ドナルド・キーン「私の大事な場所」を読む楽しみ

 ドナルド・キーンの本を初めて読んだ。どうしてもっと早くから読まなかったのだろう。ドナルド・キーンを読むことが楽しいのは、日本のことが好意的に書かれているせいもあるかもしれない。しかし、それよりも彼の思考がポジティブなためだろう。ポジティブな人の話は聞いていても読んでも楽しいのだ。本書は新聞や雑誌に書かれたエッセイをまとめたもの。日本で友情に恵まれたことがドナルド・キーンを作ったとも言えるようだ。さて、本書の特に興味深かったエピソードをいくつか紹介する。

 ソ連に旅行する機会があってそこの日本研究の状態を見た。レニングラードで日本文学の教授に会った。私と違い、ソ連の日本研究家は好きな時に日本へ行けなかった。50歳位の教授は1回しか日本へ行ったことがなかった。団体の通訳だったので見物などはできなかったが、ある朝団体の用事がなかったために一人で自由に東京を歩くことができた。この3、4時間を一生忘れられないと教授は語った。

 日本にいる外国人は日本人が自分たちをあまり家に招かないとよく言う。私は幸運にも多くの作家から自宅へ招かれた。一番忘れ難いのは、永井荷風の家だ。(中央公論の)嶋中さんが荷風に会う時に私を同伴したのである。市川に向かい、狭まった道路を歩くと表札もなく目立たないお宅に着く。私たちは女中らしい人に案内されて中へ通された。日本人はよく「家は汚いですが」と謙遜しても実は大変清潔であるが、荷風の部屋は腰を下ろすと埃が舞い立った。荷風は間もなく現れたが、前歯は抜け、ズボンのボタンも外れたままの薄汚い老人そのものだった。ところが話し出した日本語の美しさは驚嘆するほどで、感激の余り家の汚さなど忘れてしまった。こんな綺麗な日本語を話せたらどれほど仕合わせだろうと思った。

 ドナルド・キーンは多くの作家に会っている。その彼が驚嘆するほど荷風の日本語は美しかった。荷風を読まねばなるまい。また、ドナルド・キーン明治天皇の伝記を書いているという。
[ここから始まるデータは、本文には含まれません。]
use actix_web::web;

use crate::handlers::{blogs, contact, experiences, projects, tech_tags};

pub fn config_routes(cfg: &mut web::ServiceConfig) {
    cfg.service(
        web::resource("/experiences")
            .route(web::get().to(experiences::get_experiences))
    )
    .service(
        web::resource("/experiences/{experience_id}")
            .route(web::get().to(experiences::get_experience_by_id))
    )
    .service(
        web::resource("/projects")
            .route(web::get().to(projects::get_projects))
    )
    .service(
        web::resource("/blogs")
            .route(web::get().to(blogs::get_blogs))
    )
    .service(
        web::resource("/tech-tags")
            .route(web::get().to(tech_tags::get_tech_tags))
    )
    .service(
        web::resource("/contact")
            .route(web::post().to(contact::submit_contact))
    );
}
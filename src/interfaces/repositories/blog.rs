use async_trait::async_trait;
use sqlx::PgPool;

use crate::{
    entities::{
        blog::{Blog, BlogRow, BlogSitemapEntry, NewBlog},
        pagination::PageWindow,
    },
    errors::AppError,
    repositories::{
        sqlx_repo::SqlxBlogRepo,
        tag::{attach_tags, load_tags, TagLink},
    },
};

/// Read access is limited to published posts; drafts never leave the store.
#[async_trait]
pub trait BlogRepository: Sync + Send {
    async fn list_published_blogs(&self, window: PageWindow) -> Result<Vec<Blog>, AppError>;
    async fn count_published_blogs(&self) -> Result<u64, AppError>;
    async fn get_published_blog_by_slug(&self, slug: &str) -> Result<Option<Blog>, AppError>;
    async fn list_sitemap_entries(&self) -> Result<Vec<BlogSitemapEntry>, AppError>;
    async fn create_blog(&self, blog: &NewBlog) -> Result<Blog, AppError>;
}

impl SqlxBlogRepo {
    pub fn new(pool: PgPool) -> Self {
        SqlxBlogRepo { pool }
    }

    async fn with_tags(&self, rows: Vec<BlogRow>) -> Result<Vec<Blog>, AppError> {
        let ids: Vec<i32> = rows.iter().map(|row| row.id).collect();
        let mut tags = load_tags(&self.pool, TagLink::Blog, &ids).await?;

        Ok(rows
            .into_iter()
            .map(|row| {
                let row_tags = tags.remove(&row.id).unwrap_or_default();
                Blog::from_row(row, row_tags)
            })
            .collect())
    }
}

#[async_trait]
impl BlogRepository for SqlxBlogRepo {
    async fn list_published_blogs(&self, window: PageWindow) -> Result<Vec<Blog>, AppError> {
        let rows: Vec<BlogRow> = sqlx::query_as(
            r#"
            SELECT * FROM blogs
            WHERE published = TRUE
            ORDER BY published_at DESC NULLS LAST, id DESC
            LIMIT $1 OFFSET $2
            "#
        )
        .bind(window.limit)
        .bind(window.offset)
        .fetch_all(&self.pool)
        .await?;

        self.with_tags(rows).await
    }

    async fn count_published_blogs(&self) -> Result<u64, AppError> {
        let count: i64 = sqlx::query_scalar("SELECT COUNT(*) FROM blogs WHERE published = TRUE")
            .fetch_one(&self.pool)
            .await?;

        Ok(count.max(0) as u64)
    }

    async fn get_published_blog_by_slug(&self, slug: &str) -> Result<Option<Blog>, AppError> {
        let row: Option<BlogRow> = sqlx::query_as(
            "SELECT * FROM blogs WHERE slug = $1 AND published = TRUE"
        )
        .bind(slug)
        .fetch_optional(&self.pool)
        .await?;

        match row {
            Some(row) => Ok(self.with_tags(vec![row]).await?.pop()),
            None => Ok(None),
        }
    }

    async fn list_sitemap_entries(&self) -> Result<Vec<BlogSitemapEntry>, AppError> {
        let entries = sqlx::query_as::<_, BlogSitemapEntry>(
            r#"
            SELECT slug, published_at, updated_at
            FROM blogs
            WHERE published = TRUE
            ORDER BY published_at DESC NULLS LAST, id DESC
            "#
        )
        .fetch_all(&self.pool)
        .await?;

        Ok(entries)
    }

    async fn create_blog(&self, blog: &NewBlog) -> Result<Blog, AppError> {
        let mut tx = self.pool.begin().await?;

        let row: BlogRow = sqlx::query_as(
            r#"
            INSERT INTO blogs (
                title, slug, description, excerpt, content, image_url, images,
                published, published_at, featured, reading_time
            )
            VALUES ($1, $2, $3, $4, $5, $6, $7, $8, $9, $10, $11)
            RETURNING *
            "#
        )
        .bind(&blog.title)
        .bind(blog.slug_or_default())
        .bind(&blog.description)
        .bind(&blog.excerpt)
        .bind(&blog.content)
        .bind(&blog.image_url)
        .bind(&blog.images)
        .bind(blog.published)
        .bind(blog.published_at)
        .bind(blog.featured)
        .bind(blog.reading_time)
        .fetch_one(&mut *tx)
        .await
        .map_err(|e| {
            if let sqlx::Error::Database(db_err) = &e {
                if db_err.constraint() == Some("blogs_slug_key") {
                    return AppError::Conflict("Slug already exists".into());
                }
            }
            AppError::from(e)
        })?;

        let tags = attach_tags(&mut tx, TagLink::Blog, row.id, &blog.tags).await?;
        tx.commit().await?;

        Ok(Blog::from_row(row, tags))
    }
}
use serde::Serialize;
use tracing::error;

use crate::{
    entities::{
        blog::{Blog, BlogDetail},
        pagination::{Pagination, PageRequest, BLOG_LIST},
        project::Project,
    },
    errors::AppError,
    repositories::{blog::BlogRepository, project::ProjectRepository},
    settings::AppConfig,
    use_cases::{blog::BlogHandler, project::ProjectHandler},
};

pub const PROJECTS_LOAD_FAILED: &str = "Failed to load projects";
pub const BLOGS_LOAD_FAILED: &str = "Failed to load blogs";

#[derive(Debug, Clone, PartialEq, Serialize)]
#[serde(rename_all = "camelCase")]
pub struct HomePageData {
    pub show_blogs: bool,
    pub resume_url: Option<String>,
    pub version: &'static str,
}

#[derive(Debug, Clone, PartialEq, Serialize)]
#[serde(rename_all = "camelCase")]
pub struct ProjectsPageData {
    pub projects: Vec<Project>,
    #[serde(skip_serializing_if = "Option::is_none")]
    pub error: Option<String>,
}

#[derive(Debug, Clone, PartialEq, Serialize)]
#[serde(rename_all = "camelCase")]
pub struct BlogListPageData {
    pub blogs: Vec<Blog>,
    pub pagination: Pagination,
    #[serde(skip_serializing_if = "Option::is_none")]
    pub error: Option<String>,
}

#[derive(Debug, Clone, PartialEq, Serialize)]
pub struct BlogPageData {
    pub blog: BlogDetail,
}

pub fn home_page(config: &AppConfig) -> HomePageData {
    HomePageData {
        show_blogs: config.show_blogs,
        resume_url: config.resume_url(),
        version: env!("CARGO_PKG_VERSION"),
    }
}

/// Load failures degrade to an empty list with an `error` message.
pub async fn projects_page<R>(projects: &ProjectHandler<R>) -> ProjectsPageData
where
    R: ProjectRepository + ?Sized,
{
    match projects.list_all_projects().await {
        Ok(projects) => ProjectsPageData { projects, error: None },
        Err(e) => {
            error!("Error loading projects: {}", e);
            ProjectsPageData {
                projects: Vec::new(),
                error: Some(PROJECTS_LOAD_FAILED.to_string()),
            }
        }
    }
}

/// Fixed page size; load failures degrade to an empty page with an `error` message.
pub async fn blog_list_page<R>(blogs: &BlogHandler<R>, page: Option<&str>) -> BlogListPageData
where
    R: BlogRepository + ?Sized,
{
    let request = PageRequest::from_page_param(page, BLOG_LIST);

    match blogs.list_published_blogs(request).await {
        Ok(page) => BlogListPageData {
            blogs: page.items,
            pagination: page.pagination,
            error: None,
        },
        Err(e) => {
            error!("Error loading blogs: {}", e);
            BlogListPageData {
                blogs: Vec::new(),
                pagination: Pagination::empty(BLOG_LIST),
                error: Some(BLOGS_LOAD_FAILED.to_string()),
            }
        }
    }
}

/// Missing and unpublished posts are `NotFound`; anything else is logged and
/// surfaces as an internal error.
pub async fn blog_page<R>(blogs: &BlogHandler<R>, slug: &str) -> Result<BlogPageData, AppError>
where
    R: BlogRepository + ?Sized,
{
    match blogs.get_blog_by_slug(slug).await {
        Ok(blog) => Ok(BlogPageData { blog }),
        Err(e) if e.is_not_found() => Err(e),
        Err(e) => {
            error!("Error loading blog post: {}", e);
            Err(AppError::InternalError("Error loading blog post".to_string()))
        }
    }
}
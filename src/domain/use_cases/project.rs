use std::sync::Arc;

use validator::Validate;

use crate::{
    entities::{
        pagination::{ListQuery, Page, PageRequest, PROJECT_LIST},
        project::{NewProject, Project, ProjectFilter, ProjectOrdering},
    },
    errors::AppError,
    repositories::project::ProjectRepository,
    use_cases::pagination::load_page,
};

pub struct ProjectHandler<R>
where
    R: ProjectRepository + ?Sized,
{
    pub project_repo: Arc<R>,
}

impl<R> ProjectHandler<R>
where
    R: ProjectRepository + ?Sized,
{
    pub fn new(project_repo: Arc<R>) -> Self {
        ProjectHandler { project_repo }
    }

    /// Paged listing with featured projects first; `featured=true` keeps only those.
    pub async fn list_projects(&self, query: &ListQuery) -> Result<Page<Project>, AppError> {
        let request = PageRequest::from_query(query, PROJECT_LIST);
        let filter = ProjectFilter {
            featured_only: query.featured_only(),
        };

        load_page(
            request,
            self.project_repo
                .list_projects(filter, ProjectOrdering::FeaturedFirst, Some(request.window())),
            self.project_repo.count_projects(filter),
        )
        .await
    }

    /// Every project in manual rank order, for the projects page.
    pub async fn list_all_projects(&self) -> Result<Vec<Project>, AppError> {
        self.project_repo
            .list_projects(ProjectFilter::default(), ProjectOrdering::ManualRank, None)
            .await
    }

    pub async fn create_project(&self, project: NewProject) -> Result<Project, AppError> {
        project.validate()?;
        self.project_repo.create_project(&project).await
    }
}
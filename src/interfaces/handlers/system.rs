use actix_web::{web, HttpResponse, Responder};
use chrono::Utc;
use humantime::format_duration;
use once_cell::sync::Lazy;
use parking_lot::RwLock;
use serde::Serialize;
use std::{
    sync::atomic::{AtomicI64, Ordering},
    time::Duration,
};
use sysinfo::System;
use tracing::warn;

use crate::{
    constants::{HEALTH_CACHE_TTL_SECS, START_TIME},
    AppState,
};

#[derive(Serialize, Clone, Default)]
#[serde(rename_all = "camelCase")]
struct SystemInfo {
    os: String,
    kernel: String,
    hostname: String,
    cpu_count: usize,
    memory_total: String,
}

#[derive(Serialize, Clone, Default)]
#[serde(rename_all = "camelCase")]
struct HealthCheckResponse {
    status: String,
    uptime: String,
    timestamp: String,
    start_at: String,
    today_date: String,
    database: String,
    tracked_rate_limit_clients: usize,
    version: String,
    memory_usage: String,
    system: SystemInfo,
}

static LAST_CHECK: AtomicI64 = AtomicI64::new(0);
static CACHED_STATUS: Lazy<RwLock<HealthCheckResponse>> = Lazy::new(||
    RwLock::new(HealthCheckResponse::default())
);

async fn build_health_response(state: &AppState) -> HealthCheckResponse {
    let now_utc = Utc::now();
    let uptime_duration = now_utc.signed_duration_since(*START_TIME);
    let human_uptime = format_duration(Duration::from_secs(uptime_duration.num_seconds().max(0) as u64));

    let mut sys = System::new_all();
    sys.refresh_all();

    let system_info = SystemInfo {
        os: System::name().unwrap_or_else(|| "Unknown".to_string()),
        kernel: System::kernel_version().unwrap_or_else(|| "Unknown".to_string()),
        hostname: System::host_name().unwrap_or_else(|| "Unknown".to_string()),
        cpu_count: sys.cpus().len(),
        memory_total: format!("{:.2} GB", sys.total_memory() as f64 / 1024.0 / 1024.0 / 1024.0),
    };

    let (status, db_status) = match state.maintenance_repo.check_connection().await {
        Ok(_) => ("healthy", "OK"),
        Err(e) => {
            warn!("Health check database probe failed: {}", e);
            ("degraded", "Unavailable")
        }
    };

    let process = sysinfo::get_current_pid()
        .ok()
        .and_then(|pid| sys.process(pid));
    let memory_usage = process.map_or("Unknown".to_string(), |p|
        format!("{:.2} MB", p.memory() as f64 / 1024.0 / 1024.0)
    );

    HealthCheckResponse {
        status: status.to_string(),
        uptime: human_uptime.to_string(),
        timestamp: now_utc.to_rfc3339(),
        start_at: START_TIME.to_rfc3339(),
        today_date: now_utc.date_naive().to_string(),
        database: db_status.to_string(),
        tracked_rate_limit_clients: state.contact_limiter.tracked_clients(),
        version: env!("CARGO_PKG_VERSION").to_string(),
        memory_usage,
        system: system_info,
    }
}

/// Probes are expensive, so responses are reused for a few seconds.
pub async fn health_check(state: web::Data<AppState>) -> impl Responder {
    let now = Utc::now().timestamp();
    let last = LAST_CHECK.load(Ordering::Relaxed);

    if now - last > HEALTH_CACHE_TTL_SECS {
        let response = build_health_response(&state).await;
        *CACHED_STATUS.write() = response.clone();
        LAST_CHECK.store(now, Ordering::Relaxed);

        HttpResponse::Ok().json(response)
    } else {
        HttpResponse::Ok().json(CACHED_STATUS.read().clone())
    }
}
 天皇の食生活については詳しく書かれたものがあります。明治天皇は刺身が大嫌いで絶対に食べませんでした。また京都人らしく、海の魚を嫌って川魚でなければ食べませんでした。風呂は嫌いで、夏以外入らないことにしていました。花見も大嫌いで、何か口実をもうけては避けていたのです。

 日本画が好きで洋画には興味がないこと、電気も大嫌いで宮殿では蝋燭を使っていたこと、ダイヤモンドの指輪が大好きだったことも書かれている。

(マリア・)カラスの声を初めて聴いたのはロンドンのコヴェント・ガーデンだった。オペラを何百回聴いたかもう数えられないが、最も感動したのはあの時の『ノルマ』だった。(中略)
 もう一つの舞台も忘れられない。旧メト(メトロポリンタン歌劇場)の『トスカ』であった。第1幕に登場する前にトスカが舞台裏から愛人の名前を数回呼ぶ。続いて下手のドアから入るが、瞬間的に戸の枠に立ち止まる。カラスは動かなかった。表情は変わらず、ゼスチュアはなかった。ただ存在した。この存在のために歌劇場が建てられ、聴衆もお金を惜しまなかった。これが私の空間でもあった。

 私もたまにいろんな作曲家の「狂乱の場」を聴くが、カラス以上の歌手はいないのではないかと数少ない経験ながらそう思うのだ。
「私の大事な場所」はとにかく面白かったが、小さな不満が二つある。まず題名が良くないこと、この題名ではこの本の面白さが伝わらないだろう。もう一つの不満は、文庫本で269ページしかないこと。400ページくらいあれば良かったのに。いや、これから「百代の過客」や「声の残り」「明治天皇」が読めるのだ。楽しみは限りない。